Again anything green in the family. My aunty discovered garlic shoots from an Asian grocer and they work really well, a slightly fresher garlic flavour rather than rich but that’s great for fresh curry pastes/stir-fries etc.
– Garlic infused oil is a lifesaver, it packs the big garlic punch you don’t necessarily get from garlic shoots
Green Curry Paste
1 tbsp coriander seeds
½ tbsp cumin seeds
½ tsp peppercorns
1 ½ galangal (or I use ginger)
3-4 tbsp sliced lemongrass
1 tsp fish sauce
½ bunch coriander roots and stems
¼ cup garlic (shoots and a splash of garlic oil)
1 Kaffir Lime (we luckily have a tree but you don’t absolutely need it!)
1 Lime (juice and zest if you want)
1 tbsp salt
½ cup shallots (spring onion tops)
10-15 Green Thai Chili Peppers (I don’t go so hard, I use about 3 green & 1 red)

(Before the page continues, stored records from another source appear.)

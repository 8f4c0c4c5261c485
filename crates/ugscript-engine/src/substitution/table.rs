// Sequential token table.

use super::TableError;

/// An ordered list of `(from, to)` token pairs applied one after another.
///
/// Declared order is part of the table's meaning: every occurrence of the
/// first `from` token is rewritten before the second pair is looked at, and
/// a later pair may match text produced by an earlier one. Tables are never
/// reordered.
#[derive(Debug, Clone, PartialEq, Eq)]
pub struct TokenTable {
    pairs: Vec<(String, String)>,
}

impl TokenTable {
    /// Build a table from two index-aligned token lists.
    pub fn new(from: &[&str], to: &[&str]) -> Result<Self, TableError> {
        if from.len() != to.len() {
            return Err(TableError::LengthMismatch { from: from.len(), to: to.len() });
        }
        Self::from_pairs(from.iter().copied().zip(to.iter().copied()))
    }

    /// Build a table from `(from, to)` pairs, in order.
    pub fn from_pairs<'a>(
        pairs: impl IntoIterator<Item = (&'a str, &'a str)>,
    ) -> Result<Self, TableError> {
        let pairs = pairs
            .into_iter()
            .enumerate()
            .map(|(i, (f, t))| {
                if f.is_empty() || t.is_empty() {
                    Err(TableError::EmptyToken(i))
                } else {
                    Ok((f.to_string(), t.to_string()))
                }
            })
            .collect::<Result<Vec<_>, _>>()?;
        Ok(Self { pairs })
    }

    /// The same index pairing read in the opposite direction.
    ///
    /// Order is kept as declared, which is what the letter tables rely on:
    /// one list of letters serves both directions.
    pub fn reversed(&self) -> Self {
        Self {
            pairs: self.pairs.iter().map(|(f, t)| (t.clone(), f.clone())).collect(),
        }
    }

    pub fn len(&self) -> usize {
        self.pairs.len()
    }

    pub fn is_empty(&self) -> bool {
        self.pairs.is_empty()
    }

    pub fn pairs(&self) -> impl Iterator<Item = (&str, &str)> {
        self.pairs.iter().map(|(f, t)| (f.as_str(), t.as_str()))
    }

    /// Replace every occurrence of each `from` token, pair by pair.
    pub fn apply(&self, text: &str) -> String {
        let mut out = text.to_string();
        for (from, to) in &self.pairs {
            if out.contains(from.as_str()) {
                out = out.replace(from.as_str(), to);
            }
        }
        out
    }
}
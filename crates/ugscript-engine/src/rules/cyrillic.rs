// Cyrillic-script boundary: case folding, letter tables and glide digraphs.
//
// The Cyrillic letters я and ю each spell a glide plus a vowel. The letter
// tables have no entry for them, so they pass through the table untouched
// and are expanded afterwards (inbound), or are formed from the Latin
// sequences before the table runs (outbound). Swapping either order breaks
// the conversion: the table would split "ya" into й + а first.
//
// Case is not preserved: both directions lower-case their input.

use crate::substitution::{TableError, TokenTable};

/// Glide digraphs: Cyrillic letter -> CTS sequence.
const GLIDE_DIGRAPHS: &[&str] = &["я", "ю"];
const GLIDE_SEQUENCES: &[&str] = &["ya", "yu"];

/// Conversions between Common Turkic and the Cyrillic script.
#[derive(Debug, Clone)]
pub struct CyrillicBoundary {
    /// CTS letters to Cyrillic letters.
    outbound: TokenTable,
    /// Cyrillic letters to CTS letters.
    inbound: TokenTable,
    /// я/ю to their CTS sequences.
    expand_glides: TokenTable,
    /// CTS sequences to я/ю.
    contract_glides: TokenTable,
}

impl CyrillicBoundary {
    /// Build the boundary from a CTS -> Cyrillic letter table.
    pub fn new(outbound: TokenTable) -> Result<Self, TableError> {
        let expand_glides = TokenTable::new(GLIDE_DIGRAPHS, GLIDE_SEQUENCES)?;
        Ok(Self {
            inbound: outbound.reversed(),
            outbound,
            contract_glides: expand_glides.reversed(),
            expand_glides,
        })
    }

    /// Cyrillic script -> Common Turkic: lower-case, table, then glides.
    pub fn from_cyrillic(&self, text: &str) -> String {
        let lower = text.to_lowercase();
        let converted = self.inbound.apply(&lower);
        self.expand_glides.apply(&converted)
    }

    /// Common Turkic -> Cyrillic script: lower-case, glides, then table.
    pub fn to_cyrillic(&self, text: &str) -> String {
        let lower = text.to_lowercase();
        let contracted = self.contract_glides.apply(&lower);
        self.outbound.apply(&contracted)
    }
}
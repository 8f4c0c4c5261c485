// ugscript-cli: shared utilities for CLI tools.

use std::process;

use tracing_subscriber::EnvFilter;
use ugscript_core::{ConversionOptions, ScriptId};

/// Environment variable holding the default source script code.
pub const SOURCE_ENV: &str = "UGSCRIPT_SOURCE";

/// Environment variable holding the default target script code.
pub const TARGET_ENV: &str = "UGSCRIPT_TARGET";

/// Environment variable turning the apostrophe regime on by default.
pub const APOSTROPHE_ENV: &str = "UGSCRIPT_APOSTROPHE";

/// Environment variable holding the log filter directives.
pub const LOG_ENV: &str = "UGSCRIPT_LOG";

const DEFAULT_SOURCE: ScriptId = ScriptId::LatinComputer;
const DEFAULT_TARGET: ScriptId = ScriptId::Arabic;

/// Resolved settings for one CLI run.
#[derive(Debug, Clone, PartialEq, Eq)]
pub struct CliConfig {
    pub source: ScriptId,
    pub target: ScriptId,
    pub options: ConversionOptions,
}

impl Default for CliConfig {
    fn default() -> Self {
        Self {
            source: DEFAULT_SOURCE,
            target: DEFAULT_TARGET,
            options: ConversionOptions::default(),
        }
    }
}

/// Parse conversion flags from command line args.
///
/// Precedence, highest first:
/// 1. `-s/--source`, `-t/--target`, `--apostrophe`
/// 2. `UGSCRIPT_SOURCE`, `UGSCRIPT_TARGET`, `UGSCRIPT_APOSTROPHE`
/// 3. `ULS -> UAS`, apostrophe regime off
///
/// Returns `(config, remaining_args)`.
pub fn parse_config(args: &[String]) -> Result<(CliConfig, Vec<String>), String> {
    parse_config_with_env(args, |key| std::env::var(key).ok())
}

/// `parse_config` with an explicit environment lookup.
pub fn parse_config_with_env(
    args: &[String],
    env: impl Fn(&str) -> Option<String>,
) -> Result<(CliConfig, Vec<String>), String> {
    let mut config = CliConfig::default();

    if let Some(code) = env(SOURCE_ENV) {
        config.source = parse_script(&code, SOURCE_ENV)?;
    }
    if let Some(code) = env(TARGET_ENV) {
        config.target = parse_script(&code, TARGET_ENV)?;
    }
    if let Some(flag) = env(APOSTROPHE_ENV) {
        config.options.apostrophe = is_truthy(&flag);
    }

    let mut remaining = Vec::new();
    let mut iter = args.iter();
    while let Some(arg) = iter.next() {
        if let Some(val) = arg.strip_prefix("--source=") {
            config.source = parse_script(val, "--source")?;
        } else if let Some(val) = arg.strip_prefix("--target=") {
            config.target = parse_script(val, "--target")?;
        } else if arg == "--source" || arg == "-s" {
            let val = iter.next().ok_or_else(|| format!("{arg} requires a value"))?;
            config.source = parse_script(val, arg)?;
        } else if arg == "--target" || arg == "-t" {
            let val = iter.next().ok_or_else(|| format!("{arg} requires a value"))?;
            config.target = parse_script(val, arg)?;
        } else if arg == "--apostrophe" || arg == "-a" {
            config.options.apostrophe = true;
        } else {
            remaining.push(arg.clone());
        }
    }

    Ok((config, remaining))
}

fn parse_script(code: &str, origin: &str) -> Result<ScriptId, String> {
    code.parse().map_err(|e| format!("{origin}: {e}"))
}

fn is_truthy(value: &str) -> bool {
    matches!(value.trim().to_ascii_lowercase().as_str(), "1" | "true" | "yes" | "on")
}

/// Install a stderr `tracing` subscriber filtered by `UGSCRIPT_LOG`.
///
/// Defaults to `warn` when the variable is unset or invalid.
pub fn init_logging() {
    let filter = EnvFilter::try_from_env(LOG_ENV).unwrap_or_else(|_| EnvFilter::new("warn"));
    let _ = tracing_subscriber::fmt()
        .with_env_filter(filter)
        .with_writer(std::io::stderr)
        .try_init();
}

/// Print an error message and exit with code 1.
pub fn fatal(msg: &str) -> ! {
    eprintln!("error: {msg}");
    process::exit(1);
}

/// Check if `--help` or `-h` is in the args.
pub fn wants_help(args: &[String]) -> bool {
    args.iter().any(|a| a == "--help" || a == "-h")
}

Officially this should all be done in a mortar and pestle but I’m lazy and use a food processor, and it’s ok if you don’t mind a textured paste! I’ve done countless versions of this recipe, it’s pretty forgiving and I just add or take things depending on what I can get or what flavours I feel like! A bit of sesame, for example, can be a nice addition.
- Toast the whole spices until fragrant and browned, you’ll hear them popping when they’re ready. Then allow them to cool so they’ll grind up nicely.
- Roughly peel and chop the ginger and lemongrass, coriander, garlic, shallots and chillies. Zest the lime(s) and put the fish sauce by the food processor.
- Whiz the whole spices until they resemble a sort of powder. Next, add the rest and whiz until it’s a paste! Add more oil or water even if you feel like it’s not quite coming together.
- Store in sterilised jars, in the fridge with a bit of extra oil. Alternatively, I like to make a big batch in one go and store it flat in snaplock bags in the freezer so I can break off chunks as I need them.